#### TASK:
Scan the entries for the word "LoginReport" and return every line that has it.

#### Dataset entries:
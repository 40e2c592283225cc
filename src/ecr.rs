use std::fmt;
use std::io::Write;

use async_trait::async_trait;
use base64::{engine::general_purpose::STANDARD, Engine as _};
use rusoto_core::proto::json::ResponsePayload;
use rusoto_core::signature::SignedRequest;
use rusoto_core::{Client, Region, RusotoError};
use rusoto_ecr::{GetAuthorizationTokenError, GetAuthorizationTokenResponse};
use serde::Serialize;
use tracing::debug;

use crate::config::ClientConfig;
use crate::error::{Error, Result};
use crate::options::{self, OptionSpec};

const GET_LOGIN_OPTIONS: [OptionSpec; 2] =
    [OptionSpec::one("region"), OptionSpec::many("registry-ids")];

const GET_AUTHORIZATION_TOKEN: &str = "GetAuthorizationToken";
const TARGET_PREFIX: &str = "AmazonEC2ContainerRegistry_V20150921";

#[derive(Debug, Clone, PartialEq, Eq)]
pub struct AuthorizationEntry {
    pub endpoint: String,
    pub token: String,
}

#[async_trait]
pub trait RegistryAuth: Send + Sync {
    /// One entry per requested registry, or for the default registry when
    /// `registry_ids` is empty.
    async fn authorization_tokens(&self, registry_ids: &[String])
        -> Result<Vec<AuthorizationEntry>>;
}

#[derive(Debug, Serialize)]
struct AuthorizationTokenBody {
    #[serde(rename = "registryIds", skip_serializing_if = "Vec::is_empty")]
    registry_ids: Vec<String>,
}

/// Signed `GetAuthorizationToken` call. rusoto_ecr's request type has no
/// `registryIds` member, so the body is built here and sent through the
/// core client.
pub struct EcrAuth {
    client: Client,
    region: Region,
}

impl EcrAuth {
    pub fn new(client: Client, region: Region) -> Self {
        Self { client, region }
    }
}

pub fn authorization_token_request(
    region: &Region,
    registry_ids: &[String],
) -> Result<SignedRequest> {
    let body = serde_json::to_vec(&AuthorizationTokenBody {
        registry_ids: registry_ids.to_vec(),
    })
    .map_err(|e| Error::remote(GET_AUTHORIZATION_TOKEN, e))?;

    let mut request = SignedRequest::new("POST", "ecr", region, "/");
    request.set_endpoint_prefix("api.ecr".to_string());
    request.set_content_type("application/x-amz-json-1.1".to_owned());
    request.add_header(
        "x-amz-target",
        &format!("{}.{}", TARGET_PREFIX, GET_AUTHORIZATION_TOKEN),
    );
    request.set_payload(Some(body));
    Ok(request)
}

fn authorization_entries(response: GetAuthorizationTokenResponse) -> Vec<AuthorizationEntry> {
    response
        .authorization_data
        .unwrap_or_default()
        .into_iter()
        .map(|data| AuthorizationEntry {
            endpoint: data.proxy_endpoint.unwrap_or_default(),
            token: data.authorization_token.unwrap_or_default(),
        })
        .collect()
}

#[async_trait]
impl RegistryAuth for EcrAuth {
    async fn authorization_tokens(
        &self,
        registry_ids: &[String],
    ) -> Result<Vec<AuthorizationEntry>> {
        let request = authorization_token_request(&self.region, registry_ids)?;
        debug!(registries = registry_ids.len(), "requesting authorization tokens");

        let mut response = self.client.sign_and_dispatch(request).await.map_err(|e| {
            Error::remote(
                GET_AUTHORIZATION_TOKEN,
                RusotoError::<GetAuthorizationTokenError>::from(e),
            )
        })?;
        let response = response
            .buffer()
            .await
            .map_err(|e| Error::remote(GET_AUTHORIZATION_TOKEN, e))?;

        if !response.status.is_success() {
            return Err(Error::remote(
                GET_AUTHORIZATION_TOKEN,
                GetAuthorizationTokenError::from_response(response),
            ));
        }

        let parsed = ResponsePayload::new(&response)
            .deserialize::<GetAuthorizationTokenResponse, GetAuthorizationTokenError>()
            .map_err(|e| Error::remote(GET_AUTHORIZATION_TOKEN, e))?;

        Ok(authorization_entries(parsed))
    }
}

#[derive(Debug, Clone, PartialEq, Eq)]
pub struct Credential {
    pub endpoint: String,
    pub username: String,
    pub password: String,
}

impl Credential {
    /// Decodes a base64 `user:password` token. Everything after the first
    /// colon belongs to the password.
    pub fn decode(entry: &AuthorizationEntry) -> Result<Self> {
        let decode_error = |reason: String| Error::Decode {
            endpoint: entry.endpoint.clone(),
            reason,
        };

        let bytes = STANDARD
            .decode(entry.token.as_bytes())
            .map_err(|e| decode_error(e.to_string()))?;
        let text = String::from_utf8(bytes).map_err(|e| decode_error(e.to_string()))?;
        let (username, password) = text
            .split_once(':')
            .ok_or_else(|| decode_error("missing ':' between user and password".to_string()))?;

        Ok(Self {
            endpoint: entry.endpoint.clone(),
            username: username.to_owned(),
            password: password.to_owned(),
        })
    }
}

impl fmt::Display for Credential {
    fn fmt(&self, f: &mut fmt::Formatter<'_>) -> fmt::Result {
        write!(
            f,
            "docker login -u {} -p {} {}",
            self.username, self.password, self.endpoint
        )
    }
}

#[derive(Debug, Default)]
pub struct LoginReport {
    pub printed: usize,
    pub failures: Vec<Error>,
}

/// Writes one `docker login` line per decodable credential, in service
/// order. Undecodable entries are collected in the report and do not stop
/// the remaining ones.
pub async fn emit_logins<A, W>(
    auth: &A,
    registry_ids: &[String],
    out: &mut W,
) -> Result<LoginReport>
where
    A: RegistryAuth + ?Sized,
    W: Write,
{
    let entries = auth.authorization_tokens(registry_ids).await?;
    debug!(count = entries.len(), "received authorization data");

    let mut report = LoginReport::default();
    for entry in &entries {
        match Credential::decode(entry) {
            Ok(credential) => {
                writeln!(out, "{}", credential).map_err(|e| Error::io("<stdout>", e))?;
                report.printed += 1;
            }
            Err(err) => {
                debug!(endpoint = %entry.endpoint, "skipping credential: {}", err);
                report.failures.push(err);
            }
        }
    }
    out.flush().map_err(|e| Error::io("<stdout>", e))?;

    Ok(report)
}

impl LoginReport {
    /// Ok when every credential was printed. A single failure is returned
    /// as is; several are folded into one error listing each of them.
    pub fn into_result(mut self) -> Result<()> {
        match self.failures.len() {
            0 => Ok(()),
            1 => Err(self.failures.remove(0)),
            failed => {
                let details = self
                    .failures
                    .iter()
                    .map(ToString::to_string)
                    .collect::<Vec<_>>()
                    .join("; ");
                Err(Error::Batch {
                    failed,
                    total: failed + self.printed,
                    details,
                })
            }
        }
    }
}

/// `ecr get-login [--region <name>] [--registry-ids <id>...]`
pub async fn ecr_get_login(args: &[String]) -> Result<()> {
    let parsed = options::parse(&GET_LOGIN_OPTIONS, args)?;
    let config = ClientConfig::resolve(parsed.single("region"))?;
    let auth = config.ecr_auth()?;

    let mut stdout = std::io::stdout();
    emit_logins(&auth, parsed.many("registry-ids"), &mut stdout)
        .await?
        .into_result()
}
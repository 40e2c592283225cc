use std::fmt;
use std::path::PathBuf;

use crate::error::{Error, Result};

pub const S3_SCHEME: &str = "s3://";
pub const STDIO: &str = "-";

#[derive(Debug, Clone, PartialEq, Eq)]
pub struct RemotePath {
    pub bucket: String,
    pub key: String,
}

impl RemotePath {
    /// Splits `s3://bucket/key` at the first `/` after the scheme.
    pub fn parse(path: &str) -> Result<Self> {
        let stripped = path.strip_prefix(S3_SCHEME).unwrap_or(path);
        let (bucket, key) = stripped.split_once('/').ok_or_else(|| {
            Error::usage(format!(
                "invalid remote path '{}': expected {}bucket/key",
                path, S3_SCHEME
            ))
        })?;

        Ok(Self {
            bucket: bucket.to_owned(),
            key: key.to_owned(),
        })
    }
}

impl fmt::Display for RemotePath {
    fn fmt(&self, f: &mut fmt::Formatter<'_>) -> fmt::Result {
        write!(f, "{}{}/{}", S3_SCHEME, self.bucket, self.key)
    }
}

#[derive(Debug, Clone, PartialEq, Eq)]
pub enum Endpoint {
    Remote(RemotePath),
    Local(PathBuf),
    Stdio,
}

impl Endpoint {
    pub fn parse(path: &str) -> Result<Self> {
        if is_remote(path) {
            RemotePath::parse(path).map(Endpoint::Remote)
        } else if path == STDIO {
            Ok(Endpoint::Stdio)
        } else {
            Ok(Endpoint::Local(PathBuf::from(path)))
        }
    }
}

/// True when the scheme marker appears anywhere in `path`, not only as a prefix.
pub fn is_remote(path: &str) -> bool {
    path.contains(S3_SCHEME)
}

#### RESPONSE TO THE TASK:
pub struct LoginReport {
) -> Result<LoginReport>
    let mut report = LoginReport::default();
impl LoginReport {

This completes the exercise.